## WHAT YOU SHOULD DO
Which of the lines below hold "Command"? Please return each one.

--- SUPPLIED DATA Enclosed Below ---

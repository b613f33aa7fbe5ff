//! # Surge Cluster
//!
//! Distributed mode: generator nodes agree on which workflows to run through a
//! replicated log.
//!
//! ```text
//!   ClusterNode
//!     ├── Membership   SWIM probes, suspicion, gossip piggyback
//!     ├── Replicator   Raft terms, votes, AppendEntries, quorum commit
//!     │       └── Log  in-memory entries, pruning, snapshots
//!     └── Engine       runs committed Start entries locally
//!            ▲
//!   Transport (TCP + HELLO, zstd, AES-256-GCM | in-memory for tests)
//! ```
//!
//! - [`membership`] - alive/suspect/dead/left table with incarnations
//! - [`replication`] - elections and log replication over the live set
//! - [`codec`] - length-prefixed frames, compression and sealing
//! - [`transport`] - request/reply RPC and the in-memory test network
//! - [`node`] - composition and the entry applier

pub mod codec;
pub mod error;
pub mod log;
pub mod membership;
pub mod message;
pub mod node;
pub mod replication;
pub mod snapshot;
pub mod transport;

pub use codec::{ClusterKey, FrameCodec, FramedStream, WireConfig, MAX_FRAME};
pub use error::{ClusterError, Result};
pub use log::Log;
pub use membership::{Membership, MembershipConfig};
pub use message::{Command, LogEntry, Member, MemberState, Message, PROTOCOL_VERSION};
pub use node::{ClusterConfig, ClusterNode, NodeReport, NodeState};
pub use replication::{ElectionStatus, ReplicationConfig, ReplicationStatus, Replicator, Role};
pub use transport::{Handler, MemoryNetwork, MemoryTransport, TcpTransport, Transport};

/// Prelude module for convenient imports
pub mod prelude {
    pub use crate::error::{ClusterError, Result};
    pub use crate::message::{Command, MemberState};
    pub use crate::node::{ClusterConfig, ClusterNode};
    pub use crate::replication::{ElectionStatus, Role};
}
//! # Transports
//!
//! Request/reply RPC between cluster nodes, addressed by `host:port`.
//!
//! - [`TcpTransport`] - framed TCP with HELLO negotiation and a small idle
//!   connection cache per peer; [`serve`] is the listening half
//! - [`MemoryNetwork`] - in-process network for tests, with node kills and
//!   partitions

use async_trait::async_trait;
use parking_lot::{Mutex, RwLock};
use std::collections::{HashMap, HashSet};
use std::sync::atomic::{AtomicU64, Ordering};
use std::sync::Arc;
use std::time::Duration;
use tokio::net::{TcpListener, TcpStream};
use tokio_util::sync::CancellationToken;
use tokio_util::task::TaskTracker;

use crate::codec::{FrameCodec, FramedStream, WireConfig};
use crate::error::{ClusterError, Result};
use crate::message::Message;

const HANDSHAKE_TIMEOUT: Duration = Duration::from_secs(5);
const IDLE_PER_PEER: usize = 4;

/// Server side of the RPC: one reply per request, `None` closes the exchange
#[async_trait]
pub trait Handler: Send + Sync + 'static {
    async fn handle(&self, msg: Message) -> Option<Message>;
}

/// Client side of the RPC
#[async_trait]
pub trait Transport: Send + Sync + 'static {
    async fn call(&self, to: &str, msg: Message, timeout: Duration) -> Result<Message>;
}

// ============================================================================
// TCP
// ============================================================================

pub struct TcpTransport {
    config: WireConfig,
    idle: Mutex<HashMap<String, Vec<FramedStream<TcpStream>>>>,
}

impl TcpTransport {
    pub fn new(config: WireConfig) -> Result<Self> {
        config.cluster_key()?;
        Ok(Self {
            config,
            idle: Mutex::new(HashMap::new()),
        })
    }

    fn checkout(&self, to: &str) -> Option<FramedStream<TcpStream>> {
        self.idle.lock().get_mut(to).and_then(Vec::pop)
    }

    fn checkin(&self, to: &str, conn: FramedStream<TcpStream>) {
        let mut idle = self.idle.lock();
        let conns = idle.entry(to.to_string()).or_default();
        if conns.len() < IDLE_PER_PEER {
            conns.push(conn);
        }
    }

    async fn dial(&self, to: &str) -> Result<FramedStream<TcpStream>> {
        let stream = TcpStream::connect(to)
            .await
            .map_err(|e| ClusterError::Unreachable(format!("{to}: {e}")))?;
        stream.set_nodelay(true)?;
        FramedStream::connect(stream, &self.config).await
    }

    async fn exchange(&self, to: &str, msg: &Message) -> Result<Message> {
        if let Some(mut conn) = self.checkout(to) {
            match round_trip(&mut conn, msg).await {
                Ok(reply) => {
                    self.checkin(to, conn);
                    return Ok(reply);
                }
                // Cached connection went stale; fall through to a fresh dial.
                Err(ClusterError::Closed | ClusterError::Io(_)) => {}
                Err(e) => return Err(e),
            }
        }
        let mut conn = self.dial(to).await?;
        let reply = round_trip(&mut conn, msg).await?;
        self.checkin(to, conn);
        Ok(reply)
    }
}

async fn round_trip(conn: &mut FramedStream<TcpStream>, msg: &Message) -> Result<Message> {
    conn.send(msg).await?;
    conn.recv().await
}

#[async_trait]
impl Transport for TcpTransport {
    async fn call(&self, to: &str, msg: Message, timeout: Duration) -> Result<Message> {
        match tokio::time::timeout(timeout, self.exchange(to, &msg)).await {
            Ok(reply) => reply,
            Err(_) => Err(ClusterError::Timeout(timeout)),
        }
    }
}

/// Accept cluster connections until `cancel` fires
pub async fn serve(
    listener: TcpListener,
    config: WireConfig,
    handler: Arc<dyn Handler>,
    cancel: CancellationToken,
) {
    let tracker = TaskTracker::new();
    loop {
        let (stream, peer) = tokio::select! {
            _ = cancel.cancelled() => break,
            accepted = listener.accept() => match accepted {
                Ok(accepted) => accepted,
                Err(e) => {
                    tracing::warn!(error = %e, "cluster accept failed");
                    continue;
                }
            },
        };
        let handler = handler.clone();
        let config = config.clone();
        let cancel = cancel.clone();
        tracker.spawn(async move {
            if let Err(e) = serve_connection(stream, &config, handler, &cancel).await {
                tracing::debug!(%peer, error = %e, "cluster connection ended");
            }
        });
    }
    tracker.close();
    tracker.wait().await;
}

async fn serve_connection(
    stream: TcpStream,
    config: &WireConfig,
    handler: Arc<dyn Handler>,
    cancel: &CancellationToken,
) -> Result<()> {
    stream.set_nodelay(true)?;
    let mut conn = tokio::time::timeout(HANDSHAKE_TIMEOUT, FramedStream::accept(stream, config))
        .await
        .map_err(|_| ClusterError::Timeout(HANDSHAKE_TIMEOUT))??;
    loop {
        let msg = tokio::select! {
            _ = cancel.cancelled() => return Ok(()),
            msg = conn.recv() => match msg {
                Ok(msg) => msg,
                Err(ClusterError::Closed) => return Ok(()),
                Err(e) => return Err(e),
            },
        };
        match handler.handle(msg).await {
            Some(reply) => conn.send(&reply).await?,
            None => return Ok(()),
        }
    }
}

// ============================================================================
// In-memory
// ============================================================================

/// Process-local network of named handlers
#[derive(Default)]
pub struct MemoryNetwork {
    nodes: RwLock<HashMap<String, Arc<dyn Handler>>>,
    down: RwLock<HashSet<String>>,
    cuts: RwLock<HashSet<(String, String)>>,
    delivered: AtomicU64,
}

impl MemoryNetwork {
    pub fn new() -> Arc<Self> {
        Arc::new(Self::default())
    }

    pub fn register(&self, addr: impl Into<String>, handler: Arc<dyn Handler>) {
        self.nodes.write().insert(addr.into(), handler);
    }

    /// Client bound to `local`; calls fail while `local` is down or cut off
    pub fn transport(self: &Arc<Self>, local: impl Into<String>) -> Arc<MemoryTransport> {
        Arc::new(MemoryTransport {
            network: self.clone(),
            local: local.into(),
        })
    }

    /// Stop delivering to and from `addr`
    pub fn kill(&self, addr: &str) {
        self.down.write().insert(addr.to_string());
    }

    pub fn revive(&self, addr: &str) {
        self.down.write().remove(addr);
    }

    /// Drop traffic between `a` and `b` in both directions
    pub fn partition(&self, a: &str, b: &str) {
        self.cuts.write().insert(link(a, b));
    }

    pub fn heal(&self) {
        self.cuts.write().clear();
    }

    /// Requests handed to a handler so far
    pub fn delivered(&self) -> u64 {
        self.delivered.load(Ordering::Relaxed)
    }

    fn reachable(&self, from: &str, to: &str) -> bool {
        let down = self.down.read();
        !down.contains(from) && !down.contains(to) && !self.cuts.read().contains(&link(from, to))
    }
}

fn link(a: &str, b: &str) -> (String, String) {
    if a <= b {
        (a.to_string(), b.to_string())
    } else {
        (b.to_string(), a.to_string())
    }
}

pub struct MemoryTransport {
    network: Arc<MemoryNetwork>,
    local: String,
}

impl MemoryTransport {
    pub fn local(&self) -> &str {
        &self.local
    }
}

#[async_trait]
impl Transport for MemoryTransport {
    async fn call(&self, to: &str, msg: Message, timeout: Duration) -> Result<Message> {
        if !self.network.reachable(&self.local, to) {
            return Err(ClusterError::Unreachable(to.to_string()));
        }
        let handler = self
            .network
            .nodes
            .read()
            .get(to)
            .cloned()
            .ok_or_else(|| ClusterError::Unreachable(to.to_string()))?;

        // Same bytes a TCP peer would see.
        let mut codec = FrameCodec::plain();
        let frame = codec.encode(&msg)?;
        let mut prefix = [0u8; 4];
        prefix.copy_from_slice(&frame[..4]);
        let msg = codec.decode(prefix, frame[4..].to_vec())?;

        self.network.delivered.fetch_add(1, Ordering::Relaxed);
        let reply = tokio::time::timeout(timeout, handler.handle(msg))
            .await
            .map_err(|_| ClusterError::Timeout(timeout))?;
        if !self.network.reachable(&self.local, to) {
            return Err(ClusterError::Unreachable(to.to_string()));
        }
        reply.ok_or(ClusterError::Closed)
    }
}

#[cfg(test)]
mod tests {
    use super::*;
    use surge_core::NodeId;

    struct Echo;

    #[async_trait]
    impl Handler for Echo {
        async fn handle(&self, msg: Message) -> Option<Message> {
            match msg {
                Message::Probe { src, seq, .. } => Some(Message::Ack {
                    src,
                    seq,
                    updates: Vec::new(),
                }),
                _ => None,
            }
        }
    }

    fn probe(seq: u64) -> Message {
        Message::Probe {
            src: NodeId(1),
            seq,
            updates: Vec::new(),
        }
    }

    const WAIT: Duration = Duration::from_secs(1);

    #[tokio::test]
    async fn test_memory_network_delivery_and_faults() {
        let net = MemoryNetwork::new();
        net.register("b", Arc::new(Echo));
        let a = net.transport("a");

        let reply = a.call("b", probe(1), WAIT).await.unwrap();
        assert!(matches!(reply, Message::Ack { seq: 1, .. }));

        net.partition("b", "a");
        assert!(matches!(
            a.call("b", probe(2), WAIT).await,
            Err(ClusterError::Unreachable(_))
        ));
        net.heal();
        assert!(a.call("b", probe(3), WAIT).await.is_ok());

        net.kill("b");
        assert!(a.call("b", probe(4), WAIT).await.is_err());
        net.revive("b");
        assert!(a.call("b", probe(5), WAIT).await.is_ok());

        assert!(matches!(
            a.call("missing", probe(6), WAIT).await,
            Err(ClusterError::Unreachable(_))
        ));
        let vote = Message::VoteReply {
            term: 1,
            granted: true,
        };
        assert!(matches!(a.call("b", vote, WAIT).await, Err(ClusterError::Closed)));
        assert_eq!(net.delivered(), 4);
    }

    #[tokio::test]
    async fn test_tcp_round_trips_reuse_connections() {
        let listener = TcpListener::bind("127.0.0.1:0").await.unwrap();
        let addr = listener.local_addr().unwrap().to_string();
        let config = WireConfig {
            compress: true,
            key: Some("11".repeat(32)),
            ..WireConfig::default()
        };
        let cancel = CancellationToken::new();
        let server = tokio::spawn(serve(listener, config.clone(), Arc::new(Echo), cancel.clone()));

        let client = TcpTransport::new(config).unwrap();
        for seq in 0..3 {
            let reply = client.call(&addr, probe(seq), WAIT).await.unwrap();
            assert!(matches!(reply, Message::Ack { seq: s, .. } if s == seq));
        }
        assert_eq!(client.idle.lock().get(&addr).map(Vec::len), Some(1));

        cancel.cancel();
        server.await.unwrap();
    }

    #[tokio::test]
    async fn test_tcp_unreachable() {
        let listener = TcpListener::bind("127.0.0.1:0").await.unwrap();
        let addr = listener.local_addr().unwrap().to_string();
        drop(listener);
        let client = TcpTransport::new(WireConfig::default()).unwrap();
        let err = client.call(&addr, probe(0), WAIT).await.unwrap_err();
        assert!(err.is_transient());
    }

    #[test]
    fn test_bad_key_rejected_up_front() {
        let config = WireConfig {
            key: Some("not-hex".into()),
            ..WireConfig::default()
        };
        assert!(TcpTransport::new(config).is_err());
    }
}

--- End of Enclosed SUPPLIED DATA ---

## WRITTEN ANSWER
pub use message::{Command, LogEntry, Member, MemberState, Message, PROTOCOL_VERSION};
    pub use crate::message::{Command, MemberState};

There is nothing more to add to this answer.